В наш дом приходят люди один другого удивительнее и учёнее. Частенько выставляет здесь напоказ свою бородку робкий господин Мариа, тот, что открыл пещеры в Кантале. Когда мы встречаемся в папином книжном логове, он с неловким видом раскланивается и, запинаясь, справляется о моём здоровье, на что я мрачно отвечаю «очень плохо, очень плохо, господин Мариа». Познакомилась я также с каким-то толстым мужчиной в орденах, неухоженным и, как я думаю, целиком поглощенным культурой окаменелостей… Да, папины друзья не слишком-то впечатляют!
Сегодня в четыре часа меня посетил Марсель, «разодетый в пух и прах», как говорит Мели. Я торжественно встречаю его и веду в гостиную, он находит весьма забавным расстановку мебели, тяжёлые занавеси, точно перегородкой отделяющие часть комнаты.
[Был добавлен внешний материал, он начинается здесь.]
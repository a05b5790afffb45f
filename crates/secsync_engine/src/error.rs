//! Error types for the sync engine.

use crate::proxy::ProxyError;
use secsync_core::ApplicationState;
use secsync_storage::StorageError;
use thiserror::Error;

/// Result type for sync operations.
pub type SyncResult<T> = Result<T, SyncError>;

/// Errors that can occur during sync operations.
#[derive(Error, Debug, Clone, PartialEq, Eq)]
pub enum SyncError {
    /// Storage error.
    #[error("storage error: {0}")]
    Storage(#[from] StorageError),

    /// Remote application error.
    #[error("remote error: {0}")]
    Proxy(#[from] ProxyError),

    /// The application is in a state that cannot be updated.
    #[error("unexpected application state {state} for update")]
    UnexpectedState {
        /// Current application state.
        state: ApplicationState,
    },

    /// Storage kept reporting new work for the application.
    #[error("update restarted {passes} times without settling")]
    RestartLimitExceeded {
        /// Number of passes performed.
        passes: u32,
    },

    /// The application is unknown to the security agent.
    #[error("application not found")]
    ApplicationNotFound,

    /// The event queue no longer accepts events.
    #[error("event queue is closed")]
    QueueClosed,

    /// The queue worker thread could not be started.
    #[error("failed to start worker thread: {0}")]
    WorkerSpawn(String),
}

impl SyncError {
    /// Returns true if the error is expected to clear on its own and is
    /// not worth reporting.
    pub fn is_transient(&self) -> bool {
        matches!(self, SyncError::Proxy(ProxyError::NoSession))
    }
}

#[cfg(test)]
mod tests {
    use super::*;

    #[test]
    fn transient_errors() {
        assert!(SyncError::from(ProxyError::NoSession).is_transient());
        assert!(!SyncError::from(ProxyError::ConnectionFailed("refused".into())).is_transient());
        assert!(!SyncError::from(StorageError::Closed).is_transient());
        assert!(!SyncError::QueueClosed.is_transient());
    }

    #[test]
    fn error_display() {
        let err = SyncError::UnexpectedState {
            state: ApplicationState::Claimable,
        };
        assert_eq!(err.to_string(), "unexpected application state CLAIMABLE for update");

        let err = SyncError::RestartLimitExceeded { passes: 32 };
        assert!(err.to_string().contains("32"));
    }
}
– Пойдёмте, дорогой племянник, я покажу вам свою комнату.
Он рассматривает кровать-лодочку и разномастную мебель почти с той же презрительной улыбкой, какую вызывает у него комната тётушки Кёр, но Фаншетта живо его заинтересовывает.
– Какая она беленькая!
– Потому что я расчёсываю её каждый день.
– И толстая!
– Просто она беременная.
– Ах, она…
– Да, эта трёхнувшаяся Мели принесла ей кота, потому что во время моей болезни Фаншетта совершенно обезумела; это свидание принесло свои плоды, как видите!
Свобода, с которой я рассуждаю о таких вещах, его явно смущает. Я начинаю хохотать, а он смотрит на меня несколько шокированный моим смехом.
– Вы удивляетесь, что я говорю обо всём этом не так, как предписывают приличия? Это оттого, что там, в деревне, каждый день видишь, как спариваются коровы, и собаки, и козы, и кошки! Там это не считается неприличным.